» **What the task requires**
Each entry must be output once more without any change.

Source records:
^^^^

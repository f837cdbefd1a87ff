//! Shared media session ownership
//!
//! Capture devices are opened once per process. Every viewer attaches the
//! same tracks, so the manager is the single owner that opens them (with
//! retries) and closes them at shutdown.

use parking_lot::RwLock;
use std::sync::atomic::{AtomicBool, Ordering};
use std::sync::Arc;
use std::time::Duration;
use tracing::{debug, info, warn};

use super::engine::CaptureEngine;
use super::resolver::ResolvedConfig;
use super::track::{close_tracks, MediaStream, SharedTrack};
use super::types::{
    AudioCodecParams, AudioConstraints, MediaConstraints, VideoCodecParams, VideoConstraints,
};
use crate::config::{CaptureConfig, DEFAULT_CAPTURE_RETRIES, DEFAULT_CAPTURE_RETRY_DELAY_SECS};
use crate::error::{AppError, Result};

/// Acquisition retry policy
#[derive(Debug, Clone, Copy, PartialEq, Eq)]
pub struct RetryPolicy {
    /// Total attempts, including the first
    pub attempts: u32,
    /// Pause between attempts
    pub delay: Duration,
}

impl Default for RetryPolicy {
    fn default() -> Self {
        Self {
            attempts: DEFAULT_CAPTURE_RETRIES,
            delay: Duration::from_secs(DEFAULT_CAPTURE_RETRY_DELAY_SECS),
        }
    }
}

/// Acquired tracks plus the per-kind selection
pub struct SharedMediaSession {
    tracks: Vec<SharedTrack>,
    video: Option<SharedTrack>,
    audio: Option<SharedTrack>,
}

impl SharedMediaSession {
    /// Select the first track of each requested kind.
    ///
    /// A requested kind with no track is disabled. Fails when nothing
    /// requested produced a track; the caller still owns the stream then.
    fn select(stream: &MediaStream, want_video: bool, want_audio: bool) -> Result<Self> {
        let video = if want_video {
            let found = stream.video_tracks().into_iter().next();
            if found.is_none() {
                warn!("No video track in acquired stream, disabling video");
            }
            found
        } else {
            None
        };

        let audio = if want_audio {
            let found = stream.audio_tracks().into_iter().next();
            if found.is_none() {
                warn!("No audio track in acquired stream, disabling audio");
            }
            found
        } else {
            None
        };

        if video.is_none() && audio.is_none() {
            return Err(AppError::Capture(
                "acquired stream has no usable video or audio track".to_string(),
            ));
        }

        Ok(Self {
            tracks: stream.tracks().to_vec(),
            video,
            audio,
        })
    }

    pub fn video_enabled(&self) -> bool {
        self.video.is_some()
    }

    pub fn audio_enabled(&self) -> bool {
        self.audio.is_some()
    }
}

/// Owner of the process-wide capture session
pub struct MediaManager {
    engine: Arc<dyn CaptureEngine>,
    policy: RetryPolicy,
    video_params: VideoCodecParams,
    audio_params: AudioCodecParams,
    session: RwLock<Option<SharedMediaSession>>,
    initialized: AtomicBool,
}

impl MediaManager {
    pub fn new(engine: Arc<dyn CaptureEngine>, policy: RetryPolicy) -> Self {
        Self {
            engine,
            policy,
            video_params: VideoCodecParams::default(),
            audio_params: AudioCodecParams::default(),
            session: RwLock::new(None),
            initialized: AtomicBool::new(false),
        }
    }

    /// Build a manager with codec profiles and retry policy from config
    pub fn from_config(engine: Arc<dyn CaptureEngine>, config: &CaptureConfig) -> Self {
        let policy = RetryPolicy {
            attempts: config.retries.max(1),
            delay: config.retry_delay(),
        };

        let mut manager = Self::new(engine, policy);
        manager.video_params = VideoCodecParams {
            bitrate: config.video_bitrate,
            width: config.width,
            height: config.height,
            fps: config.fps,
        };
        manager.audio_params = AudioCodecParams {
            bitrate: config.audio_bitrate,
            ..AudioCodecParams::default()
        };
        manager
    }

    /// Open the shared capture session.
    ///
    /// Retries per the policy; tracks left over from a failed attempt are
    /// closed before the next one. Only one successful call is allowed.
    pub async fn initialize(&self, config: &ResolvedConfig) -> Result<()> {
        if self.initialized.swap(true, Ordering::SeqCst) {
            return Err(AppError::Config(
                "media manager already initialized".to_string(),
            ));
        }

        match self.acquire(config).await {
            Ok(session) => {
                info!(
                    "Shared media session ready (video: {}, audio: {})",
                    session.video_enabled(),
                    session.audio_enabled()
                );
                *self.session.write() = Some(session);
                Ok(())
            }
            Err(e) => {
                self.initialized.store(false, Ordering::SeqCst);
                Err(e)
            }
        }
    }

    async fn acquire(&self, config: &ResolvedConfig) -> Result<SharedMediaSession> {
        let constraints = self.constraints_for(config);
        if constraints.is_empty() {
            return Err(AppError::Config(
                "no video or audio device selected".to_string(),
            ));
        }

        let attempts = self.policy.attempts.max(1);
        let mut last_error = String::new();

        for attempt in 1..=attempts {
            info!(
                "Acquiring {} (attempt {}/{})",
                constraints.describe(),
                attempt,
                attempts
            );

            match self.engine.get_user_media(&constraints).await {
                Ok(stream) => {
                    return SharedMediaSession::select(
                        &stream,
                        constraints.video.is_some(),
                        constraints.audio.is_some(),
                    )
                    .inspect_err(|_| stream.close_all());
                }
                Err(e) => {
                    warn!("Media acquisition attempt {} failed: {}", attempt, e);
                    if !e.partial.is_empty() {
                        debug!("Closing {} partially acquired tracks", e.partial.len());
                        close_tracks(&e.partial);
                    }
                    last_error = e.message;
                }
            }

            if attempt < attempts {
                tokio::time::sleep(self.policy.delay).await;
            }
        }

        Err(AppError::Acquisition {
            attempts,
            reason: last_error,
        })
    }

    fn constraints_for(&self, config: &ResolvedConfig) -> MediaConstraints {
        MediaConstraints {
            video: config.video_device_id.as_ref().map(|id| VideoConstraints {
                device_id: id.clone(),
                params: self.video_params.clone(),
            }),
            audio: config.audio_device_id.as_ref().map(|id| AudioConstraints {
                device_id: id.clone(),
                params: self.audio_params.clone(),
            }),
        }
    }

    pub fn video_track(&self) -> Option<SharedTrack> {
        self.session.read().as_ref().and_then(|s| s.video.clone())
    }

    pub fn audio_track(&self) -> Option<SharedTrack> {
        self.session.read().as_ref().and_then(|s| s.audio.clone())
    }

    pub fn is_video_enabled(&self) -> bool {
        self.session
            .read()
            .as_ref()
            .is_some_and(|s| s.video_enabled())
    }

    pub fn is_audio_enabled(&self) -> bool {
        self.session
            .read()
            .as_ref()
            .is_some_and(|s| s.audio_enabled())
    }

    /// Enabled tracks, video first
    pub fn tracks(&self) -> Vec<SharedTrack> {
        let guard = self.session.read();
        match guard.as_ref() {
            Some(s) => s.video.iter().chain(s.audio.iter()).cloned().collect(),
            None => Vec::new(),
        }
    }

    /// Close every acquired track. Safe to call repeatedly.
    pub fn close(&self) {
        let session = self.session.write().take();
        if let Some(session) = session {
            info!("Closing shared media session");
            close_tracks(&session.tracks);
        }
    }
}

^^^^

» **Written solution**
repository f837cdbefd1a87ff
//! Shared media session ownership
//!
//! Capture devices are opened once per process. Every viewer attaches the
//! same tracks, so the manager is the single owner that opens them (with
//! retries) and closes them at shutdown.

use parking_lot::RwLock;
use std::sync::atomic::{AtomicBool, Ordering};
use std::sync::Arc;
use std::time::Duration;
use tracing::{debug, info, warn};

use super::engine::CaptureEngine;
use super::resolver::ResolvedConfig;
use super::track::{close_tracks, MediaStream, SharedTrack};
use super::types::{
    AudioCodecParams, AudioConstraints, MediaConstraints, VideoCodecParams, VideoConstraints,
};
use crate::config::{CaptureConfig, DEFAULT_CAPTURE_RETRIES, DEFAULT_CAPTURE_RETRY_DELAY_SECS};
use crate::error::{AppError, Result};

/// Acquisition retry policy
#[derive(Debug, Clone, Copy, PartialEq, Eq)]
pub struct RetryPolicy {
    /// Total attempts, including the first
    pub attempts: u32,
    /// Pause between attempts
    pub delay: Duration,
}

impl Default for RetryPolicy {
    fn default() -> Self {
        Self {
            attempts: DEFAULT_CAPTURE_RETRIES,
            delay: Duration::from_secs(DEFAULT_CAPTURE_RETRY_DELAY_SECS),
        }
    }
}

/// Acquired tracks plus the per-kind selection
pub struct SharedMediaSession {
    tracks: Vec<SharedTrack>,
    video: Option<SharedTrack>,
    audio: Option<SharedTrack>,
}

impl SharedMediaSession {
    /// Select the first track of each requested kind.
    ///
    /// A requested kind with no track is disabled. Fails when nothing
    /// requested produced a track; the caller still owns the stream then.
    fn select(stream: &MediaStream, want_video: bool, want_audio: bool) -> Result<Self> {
        let video = if want_video {
            let found = stream.video_tracks().into_iter().next();
            if found.is_none() {
                warn!("No video track in acquired stream, disabling video");
            }
            found
        } else {
            None
        };

        let audio = if want_audio {
            let found = stream.audio_tracks().into_iter().next();
            if found.is_none() {
                warn!("No audio track in acquired stream, disabling audio");
            }
            found
        } else {
            None
        };

        if video.is_none() && audio.is_none() {
            return Err(AppError::Capture(
                "acquired stream has no usable video or audio track".to_string(),
            ));
        }

        Ok(Self {
            tracks: stream.tracks().to_vec(),
            video,
            audio,
        })
    }

    pub fn video_enabled(&self) -> bool {
        self.video.is_some()
    }

    pub fn audio_enabled(&self) -> bool {
        self.audio.is_some()
    }
}

/// Owner of the process-wide capture session
pub struct MediaManager {
    engine: Arc<dyn CaptureEngine>,
    policy: RetryPolicy,
    video_params: VideoCodecParams,
    audio_params: AudioCodecParams,
    session: RwLock<Option<SharedMediaSession>>,
    initialized: AtomicBool,
}

impl MediaManager {
    pub fn new(engine: Arc<dyn CaptureEngine>, policy: RetryPolicy) -> Self {
        Self {
            engine,
            policy,
            video_params: VideoCodecParams::default(),
            audio_params: AudioCodecParams::default(),
            session: RwLock::new(None),
            initialized: AtomicBool::new(false),
        }
    }

    /// Build a manager with codec profiles and retry policy from config
    pub fn from_config(engine: Arc<dyn CaptureEngine>, config: &CaptureConfig) -> Self {
        let policy = RetryPolicy {
            attempts: config.retries.max(1),
            delay: config.retry_delay(),
        };

        let mut manager = Self::new(engine, policy);
        manager.video_params = VideoCodecParams {
            bitrate: config.video_bitrate,
            width: config.width,
            height: config.height,
            fps: config.fps,
        };
        manager.audio_params = AudioCodecParams {
            bitrate: config.audio_bitrate,
            ..AudioCodecParams::default()
        };
        manager
    }

    /// Open the shared capture session.
    ///
    /// Retries per the policy; tracks left over from a failed attempt are
    /// closed before the next one. Only one successful call is allowed.
    pub async fn initialize(&self, config: &ResolvedConfig) -> Result<()> {
        if self.initialized.swap(true, Ordering::SeqCst) {
            return Err(AppError::Config(
                "media manager already initialized".to_string(),
            ));
        }

        match self.acquire(config).await {
            Ok(session) => {
                info!(
                    "Shared media session ready (video: {}, audio: {})",
                    session.video_enabled(),
                    session.audio_enabled()
                );
                *self.session.write() = Some(session);
                Ok(())
            }
            Err(e) => {
                self.initialized.store(false, Ordering::SeqCst);
                Err(e)
            }
        }
    }

    async fn acquire(&self, config: &ResolvedConfig) -> Result<SharedMediaSession> {
        let constraints = self.constraints_for(config);
        if constraints.is_empty() {
            return Err(AppError::Config(
                "no video or audio device selected".to_string(),
            ));
        }

        let attempts = self.policy.attempts.max(1);
        let mut last_error = String::new();

        for attempt in 1..=attempts {
            info!(
                "Acquiring {} (attempt {}/{})",
                constraints.describe(),
                attempt,
                attempts
            );

            match self.engine.get_user_media(&constraints).await {
                Ok(stream) => {
                    return SharedMediaSession::select(
                        &stream,
                        constraints.video.is_some(),
                        constraints.audio.is_some(),
                    )
                    .inspect_err(|_| stream.close_all());
                }
                Err(e) => {
                    warn!("Media acquisition attempt {} failed: {}", attempt, e);
                    if !e.partial.is_empty() {
                        debug!("Closing {} partially acquired tracks", e.partial.len());
                        close_tracks(&e.partial);
                    }
                    last_error = e.message;
                }
            }

            if attempt < attempts {
                tokio::time::sleep(self.policy.delay).await;
            }
        }

        Err(AppError::Acquisition {
            attempts,
            reason: last_error,
        })
    }

    fn constraints_for(&self, config: &ResolvedConfig) -> MediaConstraints {
        MediaConstraints {
            video: config.video_device_id.as_ref().map(|id| VideoConstraints {
                device_id: id.clone(),
                params: self.video_params.clone(),
            }),
            audio: config.audio_device_id.as_ref().map(|id| AudioConstraints {
                device_id: id.clone(),
                params: self.audio_params.clone(),
            }),
        }
    }

    pub fn video_track(&self) -> Option<SharedTrack> {
        self.session.read().as_ref().and_then(|s| s.video.clone())
    }

    pub fn audio_track(&self) -> Option<SharedTrack> {
        self.session.read().as_ref().and_then(|s| s.audio.clone())
    }

    pub fn is_video_enabled(&self) -> bool {
        self.session
            .read()
            .as_ref()
            .is_some_and(|s| s.video_enabled())
    }

    pub fn is_audio_enabled(&self) -> bool {
        self.session
            .read()
            .as_ref()
            .is_some_and(|s| s.audio_enabled())
    }

    /// Enabled tracks, video first
    pub fn tracks(&self) -> Vec<SharedTrack> {
        let guard = self.session.read();
        match guard.as_ref() {
            Some(s) => s.video.iter().chain(s.audio.iter()).cloned().collect(),
            None => Vec::new(),
        }
    }

    /// Close every acquired track. Safe to call repeatedly.
    pub fn close(&self) {
        let session = self.session.write().take();
        if let Some(session) = session {
            info!("Closing shared media session");
            close_tracks(&session.tracks);
        }
    }
}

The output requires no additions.